I am aware of the recent tirade of unhappy bidders over the practice of slamming. What I am reporting here is not a slamming issue that I can see, though I confess to practicing slamming when I really desire an item up for bid. I do not, however, use slamming software. I agee that practice should be discouraged, if not banned entirely.
If anyone else has light to shed on these disturbing circumstances, I would appreciate a response.
Hi Ken. Bob Zimmer here. I should probably wait for Charlie to answer you; but let me take a stab at it.
The experience you have is consistent with another bidder having bid a PROXY bid PRIOR to the auction end. I do this all the time. In your example. if I have a proxy bid of $35.00. and the high bid is $31.00 and I am winning it; then when you bid $32.33 at the end my proxy bid jumps to that amount, and I win the item. If my proxy bid was $32.00, your bid would have won the item.

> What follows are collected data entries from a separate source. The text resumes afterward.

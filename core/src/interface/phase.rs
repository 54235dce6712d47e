use serde::{Deserialize, Serialize};

/// Predicts pulsar rotational phase, in cycles, at an absolute time.
///
/// The returned phase includes the cycle count; only its fractional part
/// selects a profile bin.
pub trait PhaseModel {
    fn phase(&self, time: f64) -> f64;
}

impl<F: Fn(f64) -> f64> PhaseModel for F {
    fn phase(&self, time: f64) -> f64 {
        self(time)
    }
}

/// Taylor-series spin model around a reference epoch.
#[derive(Debug, Clone, PartialEq, Serialize, Deserialize)]
pub struct SpinModel {
    /// Reference epoch, in the same time scale as the stream start times.
    pub epoch: f64,
    /// Phase at the epoch, in cycles.
    #[serde(default)]
    pub phase0: f64,
    /// Spin frequency at the epoch, in Hz.
    pub f0: f64,
    /// Spin frequency derivative, in Hz/s.
    #[serde(default)]
    pub f1: f64,
}

impl SpinModel {
    pub fn new(epoch: f64, f0: f64) -> Self {
        Self {
            epoch,
            phase0: 0.0,
            f0,
            f1: 0.0,
        }
    }

    pub fn with_phase0(mut self, phase0: f64) -> Self {
        self.phase0 = phase0;
        self
    }

    pub fn with_f1(mut self, f1: f64) -> Self {
        self.f1 = f1;
        self
    }

    pub fn frequency_at(&self, time: f64) -> f64 {
        self.f0 + self.f1 * (time - self.epoch)
    }
}

impl PhaseModel for SpinModel {
    fn phase(&self, time: f64) -> f64 {
        let dt = time - self.epoch;
        self.phase0 + dt * (self.f0 + 0.5 * self.f1 * dt)
    }
}

#[cfg(test)]
mod tests {
    use super::*;

    #[test]
    fn spin_model_counts_rotations() {
        let model = SpinModel::new(100.0, 2.0).with_phase0(0.25);
        assert_eq!(model.phase(100.0), 0.25);
        assert!((model.phase(101.5) - 3.25).abs() < 1e-12);
        assert!((model.phase(99.0) + 1.75).abs() < 1e-12);
    }

    #[test]
    fn spin_model_includes_spin_down() {
        let model = SpinModel::new(0.0, 10.0).with_f1(-0.5);
        assert!((model.phase(2.0) - 19.0).abs() < 1e-12);
        assert!((model.frequency_at(2.0) - 9.0).abs() < 1e-12);
    }

    #[test]
    fn closures_are_phase_models() {
        let model = |time: f64| 3.0 * time;
        assert_eq!(PhaseModel::phase(&model, 2.0), 6.0);
    }

    #[test]
    fn spin_model_reads_yaml_like_json() {
        let model: SpinModel = serde_json::from_str(r#"{"epoch": 5.0, "f0": 1.5}"#).unwrap();
        assert_eq!(model, SpinModel::new(5.0, 1.5));
    }
}
impl<P: SampleStream, M: PhaseModel> Fold<P, M> {
    pub fn new(parent: P, model: M, config: FoldConfig) -> StreamResult<Self> {
        let logger = LogManager::new("fold");
        if config.n_phase == 0 || config.chunk_size == 0 {
            return Err(StreamError::Configuration(
                "fold needs at least one phase bin and a positive chunk size".into(),
            ));
        }
        if config.phase_tolerance.is_nan() || config.phase_tolerance < 0.0 {
            return Err(StreamError::Configuration(format!(
                "phase tolerance {} is negative",
                config.phase_tolerance
            )));
        }

        let source = parent.info().clone();
        let mut info = source.clone();
        let mut shape = vec![config.n_phase];
        shape.extend_from_slice(&source.sample_shape);
        info.sample_shape = shape;
        info.frequency = None;
        info.sideband = None;

        let mut base_phase = 0.0;
        match config.span {
            FoldSpan::Whole => {
                let length = source.length.ok_or_else(|| {
                    StreamError::Configuration(
                        "folding a whole stream needs a finite parent".into(),
                    )
                })?;
                info.length = Some(1);
                info.sample_rate = source.sample_rate / length.max(1) as f64;
            }
            FoldSpan::Samples(0) | FoldSpan::Rotations(0) => {
                return Err(StreamError::Configuration("fold span must be positive".into()));
            }
            FoldSpan::Samples(samples) => {
                info.length = source.length.map(|length| length / samples);
                info.sample_rate = source.sample_rate / samples as f64;
            }
            FoldSpan::Rotations(rotations) => {
                let start = model.phase(source.start_time);
                let (end_time, end) = match source.stop_time() {
                    Some(stop) => (stop, model.phase(stop)),
                    None => (source.start_time + 1.0, model.phase(source.start_time + 1.0)),
                };
                let spin = (end - start) / (end_time - source.start_time);
                if !(spin.is_finite() && spin > 0.0) {
                    return Err(StreamError::PhaseModel(format!(
                        "phase advances by {} over the stream",
                        end - start
                    )));
                }
                base_phase = start.ceil();
                info.sample_rate = spin / rotations as f64;
                info.length = source.length.map(|_| {
                    let groups = ((end - base_phase) / rotations as f64).floor();
                    if groups > 0.0 {
                        groups as u64
                    } else {
                        0
                    }
                });
            }
        }
        info.validate()?;

        let mut fold = Self {
            accumulator: FoldAccumulator::new(config.n_phase, source.columns()),
            parent,
            model,
            config,
            info,
            position: 0,
            state: FoldState::Accumulating,
            first_boundary: 0,
            last_boundary: (0, 0),
            base_phase,
            metrics: MetricsRecorder::new(),
            logger,
        };
        if let FoldSpan::Rotations(_) = fold.config.span {
            let first = first_index_at_phase(fold.parent.info(), &fold.model, 0, fold.base_phase)?;
            fold.first_boundary = first;
            fold.last_boundary = (0, first);
            fold.info.start_time = source.time_at(first);
        }
        if fold.info.length == Some(0) {
            fold.state = FoldState::Finalized;
        }
        fold.logger.record(format_args!(
            "{} phase bins, span {:?}, {} profiles",
            fold.config.n_phase, fold.config.span, fold.info.length.map_or(-1, |n| n as i64)
        ));
        Ok(fold)
    }

    pub fn parent(&self) -> &P {
        &self.parent
    }

    pub fn state(&self) -> FoldState {
        self.state
    }

    pub fn accumulator(&self) -> &FoldAccumulator<P::Sample> {
        &self.accumulator
    }

    pub fn metrics(&self) -> MetricsSnapshot {
        self.metrics.snapshot()
    }

    fn phase_at(&self, index: u64) -> f64 {
        self.model.phase(self.parent.info().time_at(index))
    }

    /// Parent index where span `index` starts.
    fn boundary(&mut self, index: u64) -> StreamResult<u64> {
        match self.config.span {
            FoldSpan::Whole => Ok(if index == 0 {
                0
            } else {
                self.parent.info().length.unwrap_or(0)
            }),
            FoldSpan::Samples(samples) => Ok(index * samples),
            FoldSpan::Rotations(rotations) => {
                let (known, from) = if index >= self.last_boundary.0 {
                    self.last_boundary
                } else {
                    (0, self.first_boundary)
                };
                let found = if index == known {
                    from
                } else {
                    let target = self.base_phase + (index * rotations) as f64;
                    first_index_at_phase(self.parent.info(), &self.model, from, target)?
                };
                self.last_boundary = (index, found);
                Ok(found)
            }
        }
    }

    /// Accumulates parent samples `start..end` into the accumulator.
    fn accumulate(&mut self, start: u64, end: u64) -> StreamResult<()> {
        if self.parent.tell() != start {
            self.parent.seek(SeekFrom::Start(start))?;
        }
        self.accumulator.reset();
        self.state = FoldState::Accumulating;
        let n_phase = self.config.n_phase;
        let mut previous: Option<f64> = None;
        let mut index = start;
        while index < end {
            let count = (end - index).min(self.config.chunk_size as u64) as usize;
            let block = self.parent.read(count)?;
            self.metrics.record_parent_samples(count);
            for (offset, sample) in block.rows().into_iter().enumerate() {
                let phase = self.phase_at(index + offset as u64);
                if let Some(last) = previous {
                    if phase < last - self.config.phase_tolerance {
                        return Err(StreamError::PhaseModel(format!(
                            "phase drops from {} to {} at sample {}",
                            last,
                            phase,
                            index + offset as u64
                        )));
                    }
                }
                previous = Some(phase);
                let fraction = phase - phase.floor();
                let bin = ((fraction * n_phase as f64) as usize).min(n_phase - 1);
                self.accumulator.add(bin, sample);
            }
            self.logger.detail(format_args!(
                "accumulated samples {}..{}",
                index,
                index + count as u64
            ));
            index += count as u64;
        }
        self.state = FoldState::FlushReady;
        Ok(())
    }

    /// Accumulates the span at the current position and leaves its profile
    /// waiting in the accumulator. A span already waiting is kept as is.
    pub fn accumulate_next(&mut self) -> StreamResult<FoldState> {
        check_read(&self.info, self.position, 1)?;
        if self.state != FoldState::FlushReady {
            let start = self.boundary(self.position)?;
            let end = self.boundary(self.position + 1)?;
            self.accumulate(start, end)?;
        }
        Ok(self.state)
    }

    /// Hands out the profile and per-bin counts of the span at the current
    /// position, accumulating it first if needed, and moves past it.
    pub fn flush(&mut self) -> StreamResult<(Array1<P::Sample>, Array1<u64>)> {
        self.accumulate_next()?;
        let profile = self.accumulator.profile(self.config.average);
        let counts = self.accumulator.counts().to_owned();
        self.position += 1;
        self.metrics.record_frames(1);
        self.metrics.record_output(1);
        self.state = match self.info.length {
            Some(length) if self.position >= length => FoldState::Finalized,
            _ => FoldState::Accumulating,
        };
        Ok((profile, counts))
    }

    /// Time of the first parent sample folded into span `index`.
    pub fn span_start_time(&mut self, index: u64) -> StreamResult<f64> {
        if let Some(length) = self.info.length {
            if index >= length {
                return Err(StreamError::InvalidSeek(format!(
                    "span {} of a fold with {} spans",
                    index, length
                )));
            }
        }
        let start = self.boundary(index)?;
        Ok(self.parent.info().time_at(start))
    }

    /// Profiles together with the number of samples behind every phase bin.
    pub fn read_with_counts(
        &mut self,
        count: usize,
    ) -> StreamResult<(Array2<P::Sample>, Array2<u64>)> {
        check_read(&self.info, self.position, count)?;
        let first = self.position;
        let mut profiles = Array2::zeros((count, self.info.columns()));
        let mut counts = Array2::zeros((count, self.config.n_phase));
        for row in 0..count {
            match self.flush() {
                Ok((profile, bins)) => {
                    profiles.row_mut(row).assign(&profile);
                    counts.row_mut(row).assign(&bins);
                }
                Err(err) => {
                    self.position = first;
                    self.accumulator.reset();
                    self.state = FoldState::Accumulating;
                    return Err(err);
                }
            }
        }
        Ok((profiles, counts))
    }
}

My proxy bid is the MOST I want to pay for an item. Some I win, some I lose. There is no skulduggery, someone had a higher bid in place FIRST.
Hope this helps you.
Thanks, Bob. I too have used proxy bidding and almost always enter a bid more than the minimum increment. When I do that, ordinarily, if another bidder places a bid at the minimum increment above my minimum increment from the proxy bid, my proxy bid kicks in and it shows the other bidders bid as well as my new proxy-created minimum increment bid. If you review the bid history in #108361, the declared winner was in the auction earlier with apparent minimum increment bids twice, but then was absent for the 33.5 hours prior to the close of the auction. He and I came in with proxy bids $2.33 higher than the last successful bidder at $30.00. By the recorded order of bids, it looks like I was the first bidder at $32.33, but lost the auction. If the declared winner had a proxy bid higher than mine (probably is the case), why was not his winning bid required to be higher than mine? Consdering that both bids ended up equal at $32.33, if mine was first, I would think mine would have priority over his. I am still puzzled by the outcomes in these three auctions where my bid tied the declared winner. The disappointment is all the more keenly felt because I really wanted those items. Ken
I have had the same experience and also wonder how there can be identical bids. I think this is a software bug and should be corrected so the winning bidder does not have the same bid amount as the loser!